■ **TASK STATEMENT**
Output all records below verbatim.

::: EXTRACTED RECORDS

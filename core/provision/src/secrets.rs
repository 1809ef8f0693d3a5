//! Factory secrets parsing.
//!
//! The secrets file is produced by the factory provisioning step and
//! consumed, never generated, here. Layout is line-oriented and
//! order-significant, one base64 value per line:
//!
//! ```text
//! nonce
//! symmetric key
//! rsa p
//! rsa q
//! rsa dP
//! rsa dQ
//! rsa qInv
//! ```

use std::fs;
use std::path::Path;

use base64::{engine::general_purpose::STANDARD, Engine as _};

use crate::ProvisionError;

/// Expected decoded length of the symmetric key.
pub const SYMMETRIC_KEY_LEN: usize = 32;
/// Expected decoded length of the cipher nonce.
pub const NONCE_LEN: usize = 8;

const SECRETS_LINES: usize = 7;

/// RSA CRT components supplied by the factory, big-endian bytes.
#[derive(Clone, PartialEq, Eq)]
pub struct CrtComponents {
    pub p: Vec<u8>,
    pub q: Vec<u8>,
    pub dp: Vec<u8>,
    pub dq: Vec<u8>,
    pub qinv: Vec<u8>,
}

/// Key material for one provisioning run.
///
/// The symmetric key and nonce are kept in the base64 text form because
/// that is exactly what crosses the cipher-engine boundary; the RSA
/// components are decoded for key reconstruction.
#[derive(Clone)]
pub struct FactorySecrets {
    nonce_b64: String,
    key_b64: String,
    rsa: CrtComponents,
}

impl std::fmt::Debug for FactorySecrets {
    fn fmt(&self, f: &mut std::fmt::Formatter<'_>) -> std::fmt::Result {
        f.debug_struct("FactorySecrets")
            .field("nonce_b64", &"[redacted]")
            .field("key_b64", &"[redacted]")
            .field("rsa", &"[redacted]")
            .finish()
    }
}

impl FactorySecrets {
    pub fn load(path: &Path) -> Result<Self, ProvisionError> {
        let raw = fs::read_to_string(path).map_err(|e| ProvisionError::SecretsOpen {
            path: path.to_path_buf(),
            source: e,
        })?;
        Self::parse(&raw)
    }

    pub fn parse(raw: &str) -> Result<Self, ProvisionError> {
        let lines: Vec<&str> = raw
            .lines()
            .map(str::trim)
            .filter(|line| !line.is_empty())
            .collect();
        if lines.len() != SECRETS_LINES {
            return Err(ProvisionError::SecretsFormat(format!(
                "expected {SECRETS_LINES} lines, found {}",
                lines.len()
            )));
        }
        let nonce = decode_line(lines[0], "nonce")?;
        if nonce.len() != NONCE_LEN {
            return Err(ProvisionError::SecretsFormat(format!(
                "nonce must decode to {NONCE_LEN} bytes, got {}",
                nonce.len()
            )));
        }
        let key = decode_line(lines[1], "symmetric key")?;
        if key.len() != SYMMETRIC_KEY_LEN {
            return Err(ProvisionError::SecretsFormat(format!(
                "symmetric key must decode to {SYMMETRIC_KEY_LEN} bytes, got {}",
                key.len()
            )));
        }
        let rsa = CrtComponents {
            p: decode_line(lines[2], "rsa p")?,
            q: decode_line(lines[3], "rsa q")?,
            dp: decode_line(lines[4], "rsa dP")?,
            dq: decode_line(lines[5], "rsa dQ")?,
            qinv: decode_line(lines[6], "rsa qInv")?,
        };
        Ok(Self {
            nonce_b64: lines[0].to_string(),
            key_b64: lines[1].to_string(),
            rsa,
        })
    }

    /// Nonce exactly as it crosses the cipher-engine boundary.
    pub fn nonce_b64(&self) -> &str {
        &self.nonce_b64
    }

    /// Symmetric key exactly as it crosses the cipher-engine boundary.
    pub fn symmetric_key_b64(&self) -> &str {
        &self.key_b64
    }

    pub fn rsa(&self) -> &CrtComponents {
        &self.rsa
    }
}

fn decode_line(line: &str, what: &str) -> Result<Vec<u8>, ProvisionError> {
    STANDARD
        .decode(line.as_bytes())
        .map_err(|_| ProvisionError::SecretsFormat(format!("invalid base64 {what}")))
}

#[cfg(test)]
mod tests {
    use super::*;

    fn b64(bytes: &[u8]) -> String {
        STANDARD.encode(bytes)
    }

    fn valid_secrets_text() -> String {
        [
            b64(&[1u8; NONCE_LEN]),
            b64(&[2u8; SYMMETRIC_KEY_LEN]),
            b64(&[3u8; 128]),
            b64(&[5u8; 128]),
            b64(&[7u8; 128]),
            b64(&[9u8; 128]),
            b64(&[11u8; 128]),
        ]
        .join("\n")
    }

    #[test]
    fn parses_seven_line_file() {
        let secrets = FactorySecrets::parse(&valid_secrets_text()).expect("secrets should parse");
        assert_eq!(secrets.rsa().p, vec![3u8; 128]);
        assert_eq!(secrets.nonce_b64(), b64(&[1u8; NONCE_LEN]));
    }

    #[test]
    fn rejects_wrong_line_count() {
        let text = valid_secrets_text();
        let truncated = text.rsplit_once('\n').expect("text has lines").0;
        assert!(matches!(
            FactorySecrets::parse(truncated),
            Err(ProvisionError::SecretsFormat(_))
        ));
    }

    #[test]
    fn rejects_bad_base64() {
        let mut lines: Vec<String> = valid_secrets_text().lines().map(String::from).collect();
        lines[2] = "not base64!!".to_string();
        assert!(matches!(
            FactorySecrets::parse(&lines.join("\n")),
            Err(ProvisionError::SecretsFormat(_))
        ));
    }

    #[test]
    fn rejects_short_symmetric_key() {
        let mut lines: Vec<String> = valid_secrets_text().lines().map(String::from).collect();
        lines[1] = b64(&[2u8; 16]);
        assert!(matches!(
            FactorySecrets::parse(&lines.join("\n")),
            Err(ProvisionError::SecretsFormat(_))
        ));
    }

    #[test]
    fn debug_output_is_redacted() {
        let secrets = FactorySecrets::parse(&valid_secrets_text()).expect("secrets should parse");
        let rendered = format!("{secrets:?}");
        assert!(!rendered.contains(&b64(&[2u8; SYMMETRIC_KEY_LEN])));
    }
}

::::::

■ **EXERCISE RESULT**
filename core/provision/src/secrets.rs
repository 1809ef8f0693d3a5
//! Factory secrets parsing.
//!
//! The secrets file is produced by the factory provisioning step and
//! consumed, never generated, here. Layout is line-oriented and
//! order-significant, one base64 value per line:
//!
//! ```text
//! nonce
//! symmetric key
//! rsa p
//! rsa q
//! rsa dP
//! rsa dQ
//! rsa qInv
//! ```

use std::fs;
use std::path::Path;

use base64::{engine::general_purpose::STANDARD, Engine as _};

use crate::ProvisionError;

/// Expected decoded length of the symmetric key.
pub const SYMMETRIC_KEY_LEN: usize = 32;
/// Expected decoded length of the cipher nonce.
pub const NONCE_LEN: usize = 8;

const SECRETS_LINES: usize = 7;

/// RSA CRT components supplied by the factory, big-endian bytes.
#[derive(Clone, PartialEq, Eq)]
pub struct CrtComponents {
    pub p: Vec<u8>,
    pub q: Vec<u8>,
    pub dp: Vec<u8>,
    pub dq: Vec<u8>,
    pub qinv: Vec<u8>,
}

/// Key material for one provisioning run.
///
/// The symmetric key and nonce are kept in the base64 text form because
/// that is exactly what crosses the cipher-engine boundary; the RSA
/// components are decoded for key reconstruction.
#[derive(Clone)]
pub struct FactorySecrets {
    nonce_b64: String,
    key_b64: String,
    rsa: CrtComponents,
}

impl std::fmt::Debug for FactorySecrets {
    fn fmt(&self, f: &mut std::fmt::Formatter<'_>) -> std::fmt::Result {
        f.debug_struct("FactorySecrets")
            .field("nonce_b64", &"[redacted]")
            .field("key_b64", &"[redacted]")
            .field("rsa", &"[redacted]")
            .finish()
    }
}

impl FactorySecrets {
    pub fn load(path: &Path) -> Result<Self, ProvisionError> {
        let raw = fs::read_to_string(path).map_err(|e| ProvisionError::SecretsOpen {
            path: path.to_path_buf(),
            source: e,
        })?;
        Self::parse(&raw)
    }

    pub fn parse(raw: &str) -> Result<Self, ProvisionError> {
        let lines: Vec<&str> = raw
            .lines()
            .map(str::trim)
            .filter(|line| !line.is_empty())
            .collect();
        if lines.len() != SECRETS_LINES {
            return Err(ProvisionError::SecretsFormat(format!(
                "expected {SECRETS_LINES} lines, found {}",
                lines.len()
            )));
        }
        let nonce = decode_line(lines[0], "nonce")?;
        if nonce.len() != NONCE_LEN {
            return Err(ProvisionError::SecretsFormat(format!(
                "nonce must decode to {NONCE_LEN} bytes, got {}",
                nonce.len()
            )));
        }
        let key = decode_line(lines[1], "symmetric key")?;
        if key.len() != SYMMETRIC_KEY_LEN {
            return Err(ProvisionError::SecretsFormat(format!(
                "symmetric key must decode to {SYMMETRIC_KEY_LEN} bytes, got {}",
                key.len()
            )));
        }
        let rsa = CrtComponents {
            p: decode_line(lines[2], "rsa p")?,
            q: decode_line(lines[3], "rsa q")?,
            dp: decode_line(lines[4], "rsa dP")?,
            dq: decode_line(lines[5], "rsa dQ")?,
            qinv: decode_line(lines[6], "rsa qInv")?,
        };
        Ok(Self {
            nonce_b64: lines[0].to_string(),
            key_b64: lines[1].to_string(),
            rsa,
        })
    }

    /// Nonce exactly as it crosses the cipher-engine boundary.
    pub fn nonce_b64(&self) -> &str {
        &self.nonce_b64
    }

    /// Symmetric key exactly as it crosses the cipher-engine boundary.
    pub fn symmetric_key_b64(&self) -> &str {
        &self.key_b64
    }

    pub fn rsa(&self) -> &CrtComponents {
        &self.rsa
    }
}

fn decode_line(line: &str, what: &str) -> Result<Vec<u8>, ProvisionError> {
    STANDARD
        .decode(line.as_bytes())
        .map_err(|_| ProvisionError::SecretsFormat(format!("invalid base64 {what}")))
}

#[cfg(test)]
mod tests {
    use super::*;

    fn b64(bytes: &[u8]) -> String {
        STANDARD.encode(bytes)
    }

    fn valid_secrets_text() -> String {
        [
            b64(&[1u8; NONCE_LEN]),
            b64(&[2u8; SYMMETRIC_KEY_LEN]),
            b64(&[3u8; 128]),
            b64(&[5u8; 128]),
            b64(&[7u8; 128]),
            b64(&[9u8; 128]),
            b64(&[11u8; 128]),
        ]
        .join("\n")
    }

    #[test]
    fn parses_seven_line_file() {
        let secrets = FactorySecrets::parse(&valid_secrets_text()).expect("secrets should parse");
        assert_eq!(secrets.rsa().p, vec![3u8; 128]);
        assert_eq!(secrets.nonce_b64(), b64(&[1u8; NONCE_LEN]));
    }

    #[test]
    fn rejects_wrong_line_count() {
        let text = valid_secrets_text();
        let truncated = text.rsplit_once('\n').expect("text has lines").0;
        assert!(matches!(
            FactorySecrets::parse(truncated),
            Err(ProvisionError::SecretsFormat(_))
        ));
    }

    #[test]
    fn rejects_bad_base64() {
        let mut lines: Vec<String> = valid_secrets_text().lines().map(String::from).collect();
        lines[2] = "not base64!!".to_string();
        assert!(matches!(
            FactorySecrets::parse(&lines.join("\n")),
            Err(ProvisionError::SecretsFormat(_))
        ));
    }

    #[test]
    fn rejects_short_symmetric_key() {
        let mut lines: Vec<String> = valid_secrets_text().lines().map(String::from).collect();
        lines[1] = b64(&[2u8; 16]);
        assert!(matches!(
            FactorySecrets::parse(&lines.join("\n")),
            Err(ProvisionError::SecretsFormat(_))
        ));
    }

    #[test]
    fn debug_output_is_redacted() {
        let secrets = FactorySecrets::parse(&valid_secrets_text()).expect("secrets should parse");
        let rendered = format!("{secrets:?}");
        assert!(!rendered.contains(&b64(&[2u8; SYMMETRIC_KEY_LEN])));
    }
}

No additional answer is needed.